Distribution channels:
Mutual funds posses a very strong distribution channel so that the ultimate customers doesnt face any difficulty in the final procurement. The various parties involved in distribution of mutual funds are:

1. Direct marketing by the AMCs: the forms could be obtained from the AMCs
directly. The investors can approach to the AMCs for the forms. some of the top AMCs of India are; Reliance ,Birla Sunlife, Tata, SBI magnum, Kotak Mahindra, HDFC, Sundaram, ICICI, Mirae Assets, Canara Robeco, Lotus India, LIC, UTI etc. whereas foreign AMCs include: Standard Chartered, Franklin Templeton, Fidelity, JP Morgan, HSBC, DSP Merill Lynch, etc.

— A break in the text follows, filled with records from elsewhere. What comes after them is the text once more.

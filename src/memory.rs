use std::collections::HashMap;
use std::fmt;

use serde::{Deserialize, Serialize};

use crate::error::{Error, Result};
use crate::ir::Type;

/// Width of every (scope, type) address range.
pub const SEGMENT_SIZE: usize = 1000;

/// Address-range owners. Global/Local/Temp each pair with the four scalar
/// types; Constant carries int, float, and string literals only.
#[derive(Debug, Clone, Copy, PartialEq, Eq, Serialize, Deserialize)]
pub enum Scope {
    Global,
    Local,
    Temp,
    Constant,
}

impl Scope {
    pub fn name(self) -> &'static str {
        match self {
            Scope::Global => "global",
            Scope::Local => "local",
            Scope::Temp => "temp",
            Scope::Constant => "constant",
        }
    }
}

fn type_index(ty: Type) -> usize {
    match ty {
        Type::Int => 0,
        Type::Float => 1,
        Type::Str => 2,
        Type::Bool => 3,
    }
}

/// Base address of a (scope, type) segment. The layout is fixed and shared
/// verbatim between compiler and VM: fifteen contiguous 1000-wide ranges
/// starting at 1000, so `addr / 1000` recovers the segment.
pub fn segment_base(scope: Scope, ty: Type) -> Option<usize> {
    let slot = match scope {
        Scope::Global => type_index(ty),
        Scope::Local => 4 + type_index(ty),
        Scope::Temp => 8 + type_index(ty),
        Scope::Constant => match ty {
            Type::Bool => return None,
            _ => 12 + type_index(ty),
        },
    };
    Some((slot + 1) * SEGMENT_SIZE)
}

/// Recover (scope, type) from a raw address, or `None` if the address lies
/// outside every segment.
pub fn segment_of(addr: usize) -> Option<(Scope, Type)> {
    const TYPES: [Type; 4] = [Type::Int, Type::Float, Type::Str, Type::Bool];
    let slot = addr / SEGMENT_SIZE;
    match slot {
        1..=4 => Some((Scope::Global, TYPES[slot - 1])),
        5..=8 => Some((Scope::Local, TYPES[slot - 5])),
        9..=12 => Some((Scope::Temp, TYPES[slot - 9])),
        13..=15 => Some((Scope::Constant, TYPES[slot - 13])),
        _ => None,
    }
}

/// A run-time scalar. Booleans never reach run time; comparisons store
/// int 0/1.
#[derive(Debug, Clone, PartialEq, Serialize, Deserialize)]
pub enum Value {
    Int(i64),
    Float(f64),
    Str(String),
}

impl Value {
    pub fn kind(&self) -> &'static str {
        match self {
            Value::Int(_) => "int",
            Value::Float(_) => "float",
            Value::Str(_) => "string",
        }
    }

    pub fn as_f64(&self) -> Option<f64> {
        match self {
            Value::Int(i) => Some(*i as f64),
            Value::Float(f) => Some(*f),
            Value::Str(_) => None,
        }
    }
}

impl fmt::Display for Value {
    fn fmt(&self, f: &mut fmt::Formatter) -> fmt::Result {
        match self {
            Value::Int(i) => write!(f, "{}", i),
            Value::Float(v) => write!(f, "{}", v),
            Value::Str(s) => write!(f, "{}", s),
        }
    }
}

#[derive(Debug, Clone, Default, Serialize, Deserialize)]
struct Counters {
    global: [usize; 4],
    local: [usize; 4],
    temp: [usize; 4],
    constant: [usize; 3],
}

impl Counters {
    fn slot(&mut self, scope: Scope, ty: Type) -> &mut usize {
        match scope {
            Scope::Global => &mut self.global[type_index(ty)],
            Scope::Local => &mut self.local[type_index(ty)],
            Scope::Temp => &mut self.temp[type_index(ty)],
            Scope::Constant => &mut self.constant[type_index(ty)],
        }
    }
}

/// One activation record: the local and temp cells of a single call, plus
/// where to resume the caller.
#[derive(Debug, Clone)]
pub struct Frame {
    pub func: String,
    pub return_ip: usize,
    cells: HashMap<usize, Value>,
}

impl Frame {
    fn new(func: &str) -> Self {
        Self {
            func: func.to_string(),
            return_ip: 0,
            cells: HashMap::new(),
        }
    }
}

/// Segmented memory. At compile time it hands out addresses by bumping the
/// per-segment counters and interns constants; at run time it stores and
/// retrieves typed cells, routing Local/Temp addresses through the active
/// activation record.
#[derive(Debug, Clone, Serialize, Deserialize)]
pub struct MemoryManager {
    counters: Counters,
    interned: HashMap<String, usize>,
    constants: HashMap<usize, Value>,
    #[serde(skip)]
    saved: Vec<([usize; 4], [usize; 4])>,
    #[serde(skip, default = "base_frames")]
    frames: Vec<Frame>,
    #[serde(skip)]
    pending: Vec<Frame>,
    #[serde(skip)]
    globals: HashMap<usize, Value>,
}

fn base_frames() -> Vec<Frame> {
    vec![Frame::new("")]
}

impl MemoryManager {
    pub fn new() -> Self {
        Self {
            counters: Counters::default(),
            interned: HashMap::new(),
            constants: HashMap::new(),
            saved: Vec::new(),
            frames: base_frames(),
            pending: Vec::new(),
            globals: HashMap::new(),
        }
    }

    fn allocate(&mut self, scope: Scope, ty: Type) -> Result<usize> {
        let base = segment_base(scope, ty).ok_or(Error::SegmentExhausted {
            scope: scope.name(),
            ty,
        })?;
        let counter = self.counters.slot(scope, ty);
        if *counter >= SEGMENT_SIZE {
            return Err(Error::SegmentExhausted {
                scope: scope.name(),
                ty,
            });
        }
        let addr = base + *counter;
        *counter += 1;
        Ok(addr)
    }

    pub fn allocate_global(&mut self, ty: Type) -> Result<usize> {
        self.allocate(Scope::Global, ty)
    }

    pub fn allocate_local(&mut self, ty: Type) -> Result<usize> {
        self.allocate(Scope::Local, ty)
    }

    pub fn allocate_temp(&mut self, ty: Type) -> Result<usize> {
        self.allocate(Scope::Temp, ty)
    }

    /// Intern a literal: the first occurrence allocates a constant cell and
    /// records the value, later occurrences reuse the same address.
    pub fn allocate_constant(&mut self, lit: &str, ty: Type, value: Value) -> Result<usize> {
        let key = format!("{}:{}", ty, lit);
        if let Some(&addr) = self.interned.get(&key) {
            return Ok(addr);
        }
        let addr = self.allocate(Scope::Constant, ty)?;
        log::debug!("interned {} constant '{}' at {}", ty, lit, addr);
        self.interned.insert(key, addr);
        self.constants.insert(addr, value);
        Ok(addr)
    }

    /// Save the Local and Temp counters and start both from zero for the
    /// next function body.
    pub fn push_function_segment(&mut self) {
        self.saved.push((self.counters.local, self.counters.temp));
        self.counters.local = [0; 4];
        self.counters.temp = [0; 4];
    }

    /// Restore the counters saved by the matching push.
    pub fn pop_function_segment(&mut self) {
        if let Some((local, temp)) = self.saved.pop() {
            self.counters.local = local;
            self.counters.temp = temp;
        }
    }

    fn cells_mut(&mut self, scope: Scope) -> &mut HashMap<usize, Value> {
        match scope {
            Scope::Global => &mut self.globals,
            Scope::Constant => &mut self.constants,
            // frames always holds at least the base frame
            Scope::Local | Scope::Temp => {
                let frame = self.frames.last_mut().unwrap();
                &mut frame.cells
            }
        }
    }

    fn cells(&self, scope: Scope) -> &HashMap<usize, Value> {
        match scope {
            Scope::Global => &self.globals,
            Scope::Constant => &self.constants,
            Scope::Local | Scope::Temp => &self.frames.last().unwrap().cells,
        }
    }

    fn check(addr: usize, cell: Type, value: Value) -> Result<Value> {
        match (cell, value) {
            (Type::Int, Value::Int(i)) => Ok(Value::Int(i)),
            (Type::Float, Value::Float(f)) => Ok(Value::Float(f)),
            (Type::Float, Value::Int(i)) => Ok(Value::Float(i as f64)),
            (Type::Str, Value::Str(s)) => Ok(Value::Str(s)),
            // comparison results land in bool cells as 0/1
            (Type::Bool, Value::Int(i)) => Ok(Value::Int(i)),
            (expected, value) => Err(Error::TypeMismatch {
                addr,
                cell: expected,
                value: value.kind(),
            }),
        }
    }

    /// Write `value` into the cell at `addr`. The cell's type comes from
    /// the address's segment; int widens into float cells, nothing else
    /// converts.
    pub fn store(&mut self, addr: usize, value: Value) -> Result<()> {
        let (scope, ty) = segment_of(addr).ok_or(Error::BadAddress { addr })?;
        let value = Self::check(addr, ty, value)?;
        self.cells_mut(scope).insert(addr, value);
        Ok(())
    }

    /// Read the cell at `addr`, failing if it has never been written.
    pub fn load(&self, addr: usize) -> Result<Value> {
        let (scope, _) = segment_of(addr).ok_or(Error::BadAddress { addr })?;
        self.cells(scope)
            .get(&addr)
            .cloned()
            .ok_or(Error::Unbound { addr })
    }

    /// ERA: open a pending activation record for `func`. Argument
    /// expressions still evaluate in the caller's frame.
    pub fn push_pending(&mut self, func: &str) {
        self.pending.push(Frame::new(func));
    }

    pub fn pending_func(&self) -> Option<&str> {
        self.pending.last().map(|f| f.func.as_str())
    }

    /// param: write an argument value into the pending frame.
    pub fn store_pending(&mut self, addr: usize, value: Value) -> Result<()> {
        let (_, ty) = segment_of(addr).ok_or(Error::BadAddress { addr })?;
        let value = Self::check(addr, ty, value)?;
        let frame = self.pending.last_mut().ok_or(Error::MissingOperand)?;
        frame.cells.insert(addr, value);
        Ok(())
    }

    /// GOSUB: commit the pending frame, making its locals the active ones.
    pub fn commit_frame(&mut self, return_ip: usize) -> Result<()> {
        let mut frame = self.pending.pop().ok_or(Error::MissingOperand)?;
        frame.return_ip = return_ip;
        self.frames.push(frame);
        Ok(())
    }

    /// ENDPROC: discard the active frame, resume at the saved index.
    pub fn pop_frame(&mut self) -> Result<usize> {
        // the base frame never pops
        if self.frames.len() <= 1 {
            return Err(Error::MissingOperand);
        }
        let frame = self.frames.pop().unwrap();
        Ok(frame.return_ip)
    }
}

impl Default for MemoryManager {
    fn default() -> Self {
        Self::new()
    }
}

#[cfg(test)]
mod tests {
    use super::*;

    #[test]
    fn addresses_land_in_their_segment() {
        let mut mm = MemoryManager::new();
        let a = mm.allocate_global(Type::Int).unwrap();
        let b = mm.allocate_global(Type::Float).unwrap();
        let c = mm.allocate_local(Type::Int).unwrap();
        let d = mm.allocate_temp(Type::Bool).unwrap();
        assert_eq!(segment_of(a), Some((Scope::Global, Type::Int)));
        assert_eq!(segment_of(b), Some((Scope::Global, Type::Float)));
        assert_eq!(segment_of(c), Some((Scope::Local, Type::Int)));
        assert_eq!(segment_of(d), Some((Scope::Temp, Type::Bool)));
    }

    #[test]
    fn sequential_allocation_bumps() {
        let mut mm = MemoryManager::new();
        let a = mm.allocate_global(Type::Int).unwrap();
        let b = mm.allocate_global(Type::Int).unwrap();
        assert_eq!(b, a + 1);
    }

    #[test]
    fn constants_intern_once() {
        let mut mm = MemoryManager::new();
        let a = mm.allocate_constant("42", Type::Int, Value::Int(42)).unwrap();
        let b = mm.allocate_constant("42", Type::Int, Value::Int(42)).unwrap();
        let c = mm.allocate_constant("7", Type::Int, Value::Int(7)).unwrap();
        assert_eq!(a, b);
        assert_ne!(a, c);
        assert_eq!(mm.load(a).unwrap(), Value::Int(42));
    }

    #[test]
    fn same_literal_different_type_does_not_collide() {
        let mut mm = MemoryManager::new();
        let i = mm.allocate_constant("1", Type::Int, Value::Int(1)).unwrap();
        let f = mm
            .allocate_constant("1", Type::Float, Value::Float(1.0))
            .unwrap();
        assert_ne!(i, f);
    }

    #[test]
    fn segment_exhaustion_is_an_error() {
        let mut mm = MemoryManager::new();
        for _ in 0..SEGMENT_SIZE {
            mm.allocate_global(Type::Int).unwrap();
        }
        assert!(matches!(
            mm.allocate_global(Type::Int),
            Err(Error::SegmentExhausted { .. })
        ));
    }

    #[test]
    fn function_segment_counters_reset_and_restore() {
        let mut mm = MemoryManager::new();
        let outer = mm.allocate_temp(Type::Int).unwrap();
        mm.push_function_segment();
        let inner = mm.allocate_temp(Type::Int).unwrap();
        assert_eq!(inner, segment_base(Scope::Temp, Type::Int).unwrap());
        mm.pop_function_segment();
        let next = mm.allocate_temp(Type::Int).unwrap();
        assert_eq!(next, outer + 1);
    }

    #[test]
    fn store_checks_cell_type() {
        let mut mm = MemoryManager::new();
        let i = mm.allocate_global(Type::Int).unwrap();
        let f = mm.allocate_global(Type::Float).unwrap();
        mm.store(i, Value::Int(3)).unwrap();
        mm.store(f, Value::Int(3)).unwrap();
        assert_eq!(mm.load(f).unwrap(), Value::Float(3.0));
        assert!(matches!(
            mm.store(i, Value::Float(1.5)),
            Err(Error::TypeMismatch { .. })
        ));
    }

    #[test]
    fn unbound_reads_fail() {
        let mm = MemoryManager::new();
        let addr = segment_base(Scope::Global, Type::Int).unwrap();
        assert!(matches!(mm.load(addr), Err(Error::Unbound { .. })));
    }

    #[test]
    fn committed_frames_shadow_the_caller() {
        let mut mm = MemoryManager::new();
        let local = segment_base(Scope::Local, Type::Int).unwrap();
        mm.store(local, Value::Int(1)).unwrap();
        mm.push_pending("f");
        mm.store_pending(local, Value::Int(9)).unwrap();
        mm.commit_frame(7).unwrap();
        assert_eq!(mm.load(local).unwrap(), Value::Int(9));
        assert_eq!(mm.pop_frame().unwrap(), 7);
        assert_eq!(mm.load(local).unwrap(), Value::Int(1));
    }
}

2. Broker/ sub broker arrangements: the AMCs can simultaneously go for


broker/sub-broker to popularize their funds. AMCs can enjoy the advantage of large network of these brokers and sub brokers.eg: KARVY being the top financial intermediary of India has the greatest network. So the AMCs dealing through KARVY has access to most of the investors.

3. Individual agents, Banks, NBFC: investors can procure the funds through
individual agents, independent brokers, banks and several non- banking financial corporations too, whichever he finds convenient for him.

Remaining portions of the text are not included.